Below is a simple example of a more complex task I am trying to accomplish. What I want to do is read through all the data and accumulate AMT grouped by product using a hash object and output the hash object as a dataset once the end of the input is reached. I want to only include products A and B and need to do this with a subsetting IF statement. The two input datasets, HAVE1 and HAVE2 are identical except for the order of the records. I get the output I want when I use HAVE1 but not with HAVE2 and I think it is because the last record in HAVE2 doesn't satisfy the subsetting IF statement.
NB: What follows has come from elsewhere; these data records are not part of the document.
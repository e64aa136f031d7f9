//! # Application State
//!
//! Core business state for Halaman. This module contains domain state only -
//! no TUI-specific types. Presentation state lives in the `tui` module.
//!
//! ```text
//! App
//! ├── catalog: Catalog          // the items on display
//! ├── nav: Nav                  // which screen / which tab
//! └── status_message: String    // status bar text
//! ```
//!
//! State changes only happen through `update(state, action)` in action.rs.
//! This keeps things predictable, so no surprise mutations.

use crate::core::catalog::Catalog;
use crate::core::nav::Nav;

pub struct App {
    pub catalog: Catalog,
    pub nav: Nav,
    pub status_message: String,
}

impl App {
    /// The catalog is injected rather than loaded here, so tests can
    /// run the whole app against a handful of fixture items.
    pub fn new(catalog: Catalog) -> Self {
        Self {
            catalog,
            nav: Nav::default(),
            status_message: String::from("Selamat datang di HALAMAN!"),
        }
    }
}
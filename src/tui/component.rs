use ratatui::Frame;
use ratatui::layout::Rect;

/// A renderable piece of the UI.
///
/// Two kinds of component implement this:
///
/// - stateless, props-only pieces (`HeaderBar`, `TabBar`,
///   `DetailScreen`), built fresh each frame from core state;
/// - transient wrappers over persistent state (`HomeList` around
///   `HomeListState`), where selection and scroll offsets must outlive
///   the frame.
///
/// `render` takes `&mut self` so the second kind can clamp and update
/// its presentation state during the render pass, in line with
/// Ratatui's `StatefulWidget`.
pub trait Component {
    /// Render the component into the given area.
    fn render(&mut self, frame: &mut Frame, area: Rect);
}

/// A component that consumes terminal input.
///
/// Implemented on the persistent state type (`HomeListState`), not the
/// per-frame wrapper, because events arrive between frames.
pub trait EventHandler {
    /// High-level event handed back to the event loop, if any.
    type Event;

    /// Handle a low-level `TuiEvent` and optionally emit an event.
    fn handle_event(&mut self, event: &super::event::TuiEvent) -> Option<Self::Event>;
}
//! # Core Application Logic
//!
//! This module contains Halaman's business logic.
//! It knows nothing about any specific UI technology.
//!
//! ```text
//!                    ┌─────────────────────────┐
//!                    │         CORE            │
//!                    │  (this module)          │
//!                    │                         │
//!                    │  • Catalog (the items)  │
//!                    │  • State (app data)     │
//!                    │  • Action (events)      │
//!                    │  • update() (reducer)   │
//!                    │                         │
//!                    │  No I/O. No UI. Pure.   │
//!                    └───────────┬─────────────┘
//!                                │
//!            ┌───────────────────┼───────────────────┐
//!            ▼                   ▼                   ▼
//!     ┌────────────┐      ┌────────────┐      ┌────────────┐
//!     │    TUI     │      │   Mobile   │      │    Web     │
//!     │  Adapter   │      │  (future)  │      │  (future)  │
//!     │ (ratatui)  │      │            │      │            │
//!     └────────────┘      └────────────┘      └────────────┘
//! ```
//!
//! ## Modules
//!
//! - [`catalog`]: The `Catalog` and its `Item`s — the data on display
//! - [`nav`]: The `Screen` and `Tab` enums — where the user is
//! - [`state`]: The `App` struct — all application state in one place
//! - [`action`]: The `Action` enum and `update()` — everything that can happen

pub mod action;
pub mod catalog;
pub mod config;
pub mod nav;
pub mod state;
I am sure there is a simple solution, I am just not seeing it. Any insight is appreciated. Thanks in advance.
data work.HAVE1;
input PRODUCT $ AMT;
datalines;
A 100
A 200
B 500
C 1000
B 800
;
run;
data work.HAVE2;
input PRODUCT $ AMT;
datalines;
A 100
A 200
B 500
B 800
C 1000
;
run;
data _null_;
if _n_ = 1 then do;
declare hash tot();
tot.definekey ("PRODUCT");
tot.definedata ("PRODUCT", "TOTAL");
tot.definedone();
end;
do until (EOF);
set work.HAVE1 end= EOF;
if PRODUCT in ("A","B");
if tot.find() ne 0 then call MISSING(TOTAL);
TOTAL + AMT;
tot.replace();
end;
tot.output(dataset: "work.WANT");
run;
This is good example of a program that violates a top down structure. You have a DO loop where the process flow does not always enter from the top and exit from the bottom. Instead because of the subsetting IF statement sometimes the process jumps out of the DO loop and starts another iteration of the data step.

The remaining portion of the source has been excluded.